Möglichkeit des Nachschiebens von Kündigungsründen begrenzt
LAG Hamm v. 4.4.2023 - 7 TaBV 177/22
Der Sachverhalt:
Die Antragstellerin ist als Unternehmen im Bereich Gebäudemanagement-Dienstleistungen mit 579 Mitarbeitern tätig. Die Beteiligte zu 3) ist bei der Antragstellerin beschäftigt und gehört seit acht Jahren dem Beteiligten zu 2), dem bei der Arbeitgeberin gewählten Betriebsrat, an. Die Arbeitgeberin gewährte allen Mitarbeitenden aufgrund der Belastungen während der Corona-Pandemie einen zusätzlichen freien Tag, der unabhängig von dem ansonsten bei ihr etablierten Urlaubs-Bewilligungsverfahren nach Rücksprache durch den jeweiligen Vorgesetzten gewährt werden kann.

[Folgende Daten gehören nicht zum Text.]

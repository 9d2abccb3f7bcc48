//! Two-layer deduplication: intra-batch by normalized posting key, and a
//! cross-session "seen before" filter backed by [`SeenJobsStore`].

pub mod seen_store;

use std::collections::HashSet;

use tracing::{error, info};

use crate::models::JobPosting;
use seen_store::SeenJobsStore;

/// Normalized dedup key: lowercase company + title with whitespace and
/// punctuation stripped, capped at 100 chars. Deliberately ignores the
/// source so the same real-world posting listed on two sites collapses;
/// two distinct postings sharing company+title text collapse too (accepted
/// false-positive tradeoff).
pub fn posting_key(company: &str, title: &str) -> String {
    format!("{company}_{title}")
        .to_lowercase()
        .chars()
        .filter(|c| {
            matches!(c, 'a'..='z' | '0'..='9' | '_') || ('가'..='힣').contains(c)
        })
        .take(100)
        .collect()
}

/// Intra-batch dedup: first occurrence of a posting key wins, later ones
/// are dropped. Surviving postings are returned unmodified.
pub fn dedupe_batch(jobs: Vec<JobPosting>) -> Vec<JobPosting> {
    let mut seen = HashSet::new();
    jobs.into_iter()
        .filter(|job| seen.insert(posting_key(&job.company, &job.title)))
        .collect()
}

/// Cross-session filter: drops postings already in the seen registry, then
/// marks only the survivors as seen and persists. Store failures degrade to
/// "no dedup state" — the batch passes through unfiltered rather than erroring.
pub fn filter_and_mark_seen(store: &SeenJobsStore, jobs: Vec<JobPosting>) -> Vec<JobPosting> {
    let seen: HashSet<String> = store.load_all().into_iter().collect();
    let before = jobs.len();

    let fresh: Vec<JobPosting> = jobs
        .into_iter()
        .filter(|job| !seen.contains(&posting_key(&job.company, &job.title)))
        .collect();

    let new_keys: Vec<String> = fresh
        .iter()
        .map(|job| posting_key(&job.company, &job.title))
        .collect();
    if let Err(e) = store.commit(&new_keys) {
        error!("failed to persist seen-jobs registry: {e}");
    }

    info!(
        "seen filter: {before} -> {} ({} already shown)",
        fresh.len(),
        before - fresh.len()
    );
    fresh
}

#[cfg(test)]
mod tests {
    use super::*;

    pub(crate) fn posting(company: &str, title: &str) -> JobPosting {
        JobPosting {
            id: format!("test_{company}_{title}"),
            title: title.to_string(),
            company: company.to_string(),
            location: "서울".to_string(),
            experience_level: "신입".to_string(),
            education: "학력무관".to_string(),
            skills: vec!["Rust".to_string()],
            salary: String::new(),
            deadline: "상시채용".to_string(),
            url: "https://example.com".to_string(),
            source: "test".to_string(),
            summary: title.to_string(),
            created_at: "2025-01-01T00:00:00Z".to_string(),
        }
    }

    #[test]
    fn test_posting_key_normalizes_case_and_whitespace() {
        assert_eq!(
            posting_key("Acme Corp", "Backend Dev"),
            posting_key("ACME CORP", "backend dev")
        );
    }

    #[test]
    fn test_posting_key_strips_punctuation_keeps_hangul() {
        let key = posting_key("네이버(주)", "백엔드 개발자!");
        assert_eq!(key, "네이버주_백엔드개발자");
    }

    #[test]
    fn test_posting_key_capped_at_100_chars() {
        let long = "a".repeat(300);
        assert_eq!(posting_key(&long, &long).chars().count(), 100);
    }

    #[test]
    fn test_dedupe_batch_first_occurrence_wins() {
        let jobs = vec![
            {
                let mut j = posting("Acme", "Backend Dev");
                j.source = "saramin".to_string();
                j
            },
            {
                let mut j = posting("Acme", "Backend Dev");
                j.source = "wanted".to_string();
                j
            },
        ];
        let unique = dedupe_batch(jobs);
        assert_eq!(unique.len(), 1);
        assert_eq!(unique[0].source, "saramin");
    }

    #[test]
    fn test_dedupe_batch_does_not_mutate_fields() {
        let original = posting("Acme", "Backend Dev");
        let unique = dedupe_batch(vec![original.clone()]);
        assert_eq!(serde_json::to_value(&unique[0]).unwrap(), serde_json::to_value(&original).unwrap());
    }

    #[test]
    fn test_dedupe_batch_keeps_distinct_keys() {
        let jobs = vec![posting("Acme", "Backend Dev"), posting("Acme", "Frontend Dev")];
        assert_eq!(dedupe_batch(jobs).len(), 2);
    }

    #[test]
    fn test_filter_and_mark_seen_drops_known_keys() {
        let dir = tempfile::tempdir().unwrap();
        let store = SeenJobsStore::new(dir.path());

        let first = filter_and_mark_seen(&store, vec![posting("Acme", "Backend Dev")]);
        assert_eq!(first.len(), 1);

        let second = filter_and_mark_seen(
            &store,
            vec![posting("Acme", "Backend Dev"), posting("Acme", "Frontend Dev")],
        );
        assert_eq!(second.len(), 1);
        assert_eq!(second[0].title, "Frontend Dev");
    }

    #[test]
    fn test_filter_marks_only_survivors() {
        let dir = tempfile::tempdir().unwrap();
        let store = SeenJobsStore::new(dir.path());

        store
            .commit(&[posting_key("Acme", "Backend Dev")])
            .unwrap();
        filter_and_mark_seen(&store, vec![posting("Acme", "Backend Dev")]);

        // Filtered-out postings must not be re-added; only survivors are new.
        assert_eq!(store.load_all().len(), 1);
    }
}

Wegen dieses freien Tages kam es am 25.7.2022 zu einem Gespräch zwischen der Beteiligten zu 3) und ihrem Teamleiter (C.). Die Beteiligte zu 3) hatte für den 26. oder 27.7. um ihren freien Tag gebeten. Weitere Inhalte dieses Gesprächs blieben streitig. Die Arbeitgeberin erklärte, der Teamleiter habe das Gesuch wegen des freien Tages mit der Begründung abgelehnt, dass es aus Gründen der Abwesenheit vieler Mitarbeitender so gut wie unmöglich sei, den freien Tag zu genehmigen. Die Beteiligte zu 3) erschien am 26.7.2022 nicht zur Arbeit.
Die Arbeitgeberin ging von einer eigenmächtigen Urlaubsnahme aus. Am 3.8.2022 beantragte sie beim Betriebsrat die Zustimmung zur außerordentlichen Kündigung. Der Betriebsrat stimmte dem nicht zu, formulierte am nächsten Tag einen Widerspruch und meldete zugleich Bedenken an. Im Wesentlichen teilte der Betriebsrat mit, dass die Beteiligte zu 3) den Eindruck gehabt habe, dass der freie Tag im Gespräch mit ihrem Teamleiter genehmigt worden sei.
Mit dem vorliegenden Antrag im Beschlussverfahren vom 9.8.2022 begehrte die Arbeitgeberin die Zustimmungsersetzung zur außerordentlichen Kündigung der Beteiligten zu 3). Der Antrag war zum EGVP-Versand abgesandt worden über ein besonderes Behördenpostfach (beBPo). Eine qualifizierte Signatur wurde nicht verwendet.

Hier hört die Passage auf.